Project title: Understanding referee attrition in English grassroots football: Insights and implications  

Funder: The European Union of Football Associations (UEFA)  

DSER Staff: Prof. Paul Potrac, Dr. Edward Hall, and Dr. Adam Nichol  

Collaborators: The Football Association’s Referee Department   

Hostility and attrition towards match official s attrition in grassroots sport, unfortunately, is a deep-rooted, pervasive and enduring issue for sport managers, administrators, and policy makers around the globe.   

The continued failure to retain the requisite numbers of match officials could have significant, problematic outcomes. These include, but are not limited to, a reduction in the opportunities for people to safely participate in organised sporting programmes/leagues and, relatedly, reduced income for, and reputational damage to, national sporting associations.   

This project addresses the ways in which former referees came to feel estranged from those significant others that formed their respective networks of interaction in English grassroots football (e.g., players, coaches, spectators, administrators, mentors, and observers) and voluntarily chose to exit their officiating role. Here, multiple qualitative methods and complementary symbolic interactionist and relational theorising are used to consider:   

  • how the participants’ decisions to stop officiating were influenced by their meaning-making and emotional experiences (e.g., fear, guilt, anger, and loneliness) as referees, and  
  • how their individual sensemaking was, in turn, inextricably entwined with, and generated through, their interactions and exchanges with the various social actors (e.g., players, coaches, spectators, administrators, mentors, and observers) that comprised their respective footballing networks.   

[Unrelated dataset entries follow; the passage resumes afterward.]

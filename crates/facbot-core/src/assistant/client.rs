//! HTTP client for a hosted assistants API (threads, messages, streamed runs).

use std::time::Duration;

use eventsource_stream::{Event, EventStreamError, Eventsource};
use futures_util::{Stream, StreamExt};
use reqwest::{Client, Response};
use serde::Deserialize;
use serde_json::json;
use tracing::{debug, info, warn};

use super::prompt::{extraction_prompt, strip_citations};
use super::{Assistant, Result};
use crate::error::RemoteServiceError;
use crate::models::config::AssistantConfig;

const BETA_HEADER: &str = "assistants=v2";

/// Client bound to one preconfigured assistant.
///
/// Every call opens a fresh thread, posts a single user message and drains a
/// streamed run until the service reports completion.
#[derive(Debug, Clone)]
pub struct AssistantClient {
    http: Client,
    base_url: String,
    assistant_id: String,
    api_key: String,
}

impl AssistantClient {
    /// Create a client from explicit parts.
    pub fn new(
        base_url: impl Into<String>,
        assistant_id: impl Into<String>,
        api_key: impl Into<String>,
        timeout: Option<Duration>,
    ) -> Result<Self> {
        let assistant_id = assistant_id.into();
        if assistant_id.trim().is_empty() {
            return Err(RemoteServiceError::Config("assistant id is empty".to_string()));
        }

        let mut builder = Client::builder();
        if let Some(timeout) = timeout {
            builder = builder.timeout(timeout);
        }

        Ok(Self {
            http: builder.build()?,
            base_url: base_url.into().trim_end_matches('/').to_string(),
            assistant_id,
            api_key: api_key.into(),
        })
    }

    /// Create a client from the assistant configuration section.
    pub fn from_config(config: &AssistantConfig) -> Result<Self> {
        let api_key = resolve_api_key(config)?;
        Self::new(
            config.base_url.clone(),
            config.assistant_id.clone(),
            api_key,
            config.timeout_secs.map(Duration::from_secs),
        )
    }

    async fn ask(&self, content: &str) -> Result<String> {
        let thread_id = self.create_thread().await?;
        debug!("Created thread {}", thread_id);

        self.post_message(&thread_id, content).await?;
        let reply = self.run_to_completion(&thread_id).await?;
        clean_reply(&reply)
    }

    async fn create_thread(&self) -> Result<String> {
        let response = self
            .http
            .post(self.url("/threads"))
            .bearer_auth(&self.api_key)
            .header("OpenAI-Beta", BETA_HEADER)
            .json(&json!({}))
            .send()
            .await?;

        let thread: ObjectId = check_status(response).await?.json().await?;
        Ok(thread.id)
    }

    async fn post_message(&self, thread_id: &str, content: &str) -> Result<()> {
        let response = self
            .http
            .post(self.url(&format!("/threads/{thread_id}/messages")))
            .bearer_auth(&self.api_key)
            .header("OpenAI-Beta", BETA_HEADER)
            .json(&json!({ "role": "user", "content": content }))
            .send()
            .await?;

        check_status(response).await?;
        Ok(())
    }

    async fn run_to_completion(&self, thread_id: &str) -> Result<String> {
        let response = self
            .http
            .post(self.url(&format!("/threads/{thread_id}/runs")))
            .bearer_auth(&self.api_key)
            .header("OpenAI-Beta", BETA_HEADER)
            .header(reqwest::header::ACCEPT, "text/event-stream")
            .json(&json!({ "assistant_id": self.assistant_id, "stream": true }))
            .send()
            .await?;

        let response = check_status(response).await?;
        collect_run(response.bytes_stream()).await
    }

    fn url(&self, path: &str) -> String {
        format!("{}{}", self.base_url, path)
    }
}

impl Assistant for AssistantClient {
    async fn extract_invoice(&self, invoice_text: &str) -> Result<String> {
        debug!("Requesting extraction for {} chars of invoice text", invoice_text.len());
        self.ask(&extraction_prompt(invoice_text)).await
    }

    async fn chat(&self, message: &str) -> Result<String> {
        self.ask(message).await
    }
}

/// Drain a run's event stream into the reply text.
async fn collect_run<S, B>(body: S) -> Result<String>
where
    S: Stream<Item = std::result::Result<B, reqwest::Error>>,
    B: AsRef<[u8]>,
{
    let mut events = std::pin::pin!(body.eventsource());
    let mut collector = RunCollector::default();

    while let Some(event) = events.next().await {
        let event = event.map_err(|e| match e {
            EventStreamError::Transport(e) => RemoteServiceError::Http(e),
            other => RemoteServiceError::Stream(other.to_string()),
        })?;
        collector.apply(&event)?;
        if collector.done {
            break;
        }
    }

    collector.finish()
}

/// Strip citation markers; a reply with nothing left is an error.
fn clean_reply(reply: &str) -> Result<String> {
    let reply = strip_citations(reply);
    if reply.trim().is_empty() {
        return Err(RemoteServiceError::EmptyReply);
    }
    info!("Assistant replied with {} chars", reply.len());
    Ok(reply)
}

/// Environment variable first, then the key file.
fn resolve_api_key(config: &AssistantConfig) -> Result<String> {
    if let Ok(key) = std::env::var(&config.api_key_env) {
        if !key.trim().is_empty() {
            return Ok(key.trim().to_string());
        }
    }

    if let Some(path) = &config.api_key_file {
        let key = std::fs::read_to_string(path).map_err(|e| {
            RemoteServiceError::Config(format!("cannot read key file {}: {}", path.display(), e))
        })?;
        if !key.trim().is_empty() {
            return Ok(key.trim().to_string());
        }
    }

    Err(RemoteServiceError::Config(format!(
        "no API key in ${} or a key file",
        config.api_key_env
    )))
}

async fn check_status(response: Response) -> Result<Response> {
    let status = response.status();
    if status.is_success() {
        return Ok(response);
    }
    let body = response.text().await.unwrap_or_default();
    warn!("Assistant service returned {}", status);
    Err(RemoteServiceError::Status {
        status: status.as_u16(),
        body,
    })
}

#[derive(Debug, Deserialize)]
struct ObjectId {
    id: String,
}

#[derive(Debug, Deserialize)]
struct MessageObject {
    #[serde(default)]
    content: Vec<ContentPart>,
}

#[derive(Debug, Deserialize)]
struct MessageDeltaEvent {
    delta: MessageObject,
}

#[derive(Debug, Deserialize)]
struct ContentPart {
    #[serde(default)]
    text: Option<TextPart>,
}

#[derive(Debug, Deserialize)]
struct TextPart {
    #[serde(default)]
    value: Option<String>,
}

#[derive(Debug, Deserialize)]
struct RunObject {
    #[serde(default)]
    status: Option<String>,
    #[serde(default)]
    last_error: Option<RunError>,
}

#[derive(Debug, Deserialize)]
struct RunError {
    #[serde(default)]
    code: Option<String>,
    #[serde(default)]
    message: Option<String>,
}

impl MessageObject {
    fn first_text(&self) -> Option<String> {
        self.content
            .iter()
            .find_map(|part| part.text.as_ref().and_then(|t| t.value.clone()))
    }
}

impl RunObject {
    fn describe(&self, fallback: &str) -> String {
        let status = self.status.as_deref().unwrap_or(fallback);
        match &self.last_error {
            Some(RunError { code, message }) => format!(
                "{} ({}: {})",
                status,
                code.as_deref().unwrap_or("error"),
                message.as_deref().unwrap_or("no message")
            ),
            None => status.to_string(),
        }
    }
}

/// Folds run events into the final reply text.
#[derive(Debug, Default)]
struct RunCollector {
    deltas: String,
    completed: Option<String>,
    done: bool,
}

impl RunCollector {
    fn apply(&mut self, event: &Event) -> Result<()> {
        if event.data == "[DONE]" {
            self.done = true;
            return Ok(());
        }

        match event.event.as_str() {
            "thread.message.delta" => {
                let delta: MessageDeltaEvent = serde_json::from_str(&event.data)?;
                for part in delta.delta.content {
                    if let Some(value) = part.text.and_then(|t| t.value) {
                        self.deltas.push_str(&value);
                    }
                }
            }
            "thread.message.completed" => {
                if self.completed.is_none() {
                    let message: MessageObject = serde_json::from_str(&event.data)?;
                    self.completed = message.first_text();
                }
            }
            "thread.run.failed" | "thread.run.cancelled" | "thread.run.expired" => {
                let fallback = event.event.trim_start_matches("thread.run.");
                let run: RunObject = serde_json::from_str(&event.data)?;
                return Err(RemoteServiceError::RunFailed(run.describe(fallback)));
            }
            "thread.run.requires_action" => {
                return Err(RemoteServiceError::RunFailed(
                    "assistant requested a tool call".to_string(),
                ));
            }
            "error" => {
                return Err(RemoteServiceError::Stream(event.data.clone()));
            }
            "thread.run.completed" | "done" => self.done = true,
            other => debug!("Skipping run event {}", other),
        }
        Ok(())
    }

    fn finish(self) -> Result<String> {
        if !self.done && self.completed.is_none() {
            return Err(RemoteServiceError::Stream(
                "stream ended before the run completed".to_string(),
            ));
        }
        let text = self.completed.unwrap_or(self.deltas);
        if text.trim().is_empty() {
            return Err(RemoteServiceError::EmptyReply);
        }
        Ok(text)
    }
}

Alongside providing new empirical and theoretical insights in this topic area, The Football Association is drawing upon the project findings to refine and enhance their policies and practices concerning the recruitment, preparation, support, and development of grassroots referees.   

Find out more 

Potrac, P., Gearity, B., Nichol, A., & Hall, E. (in press). Sport, emotion and engagement. In L. Wenner (Ed.), The Oxford handbook of the sociology of sport. Oxford: Oxford University Press. 

Potrac, P., Mallett, C., Greenough, K., & Nelson, L. (2017) Passion and paranoia: An embodied tale of emotion, identity, and pathos in sports coaching. Sports Coaching Review, 6(2), 142-161. 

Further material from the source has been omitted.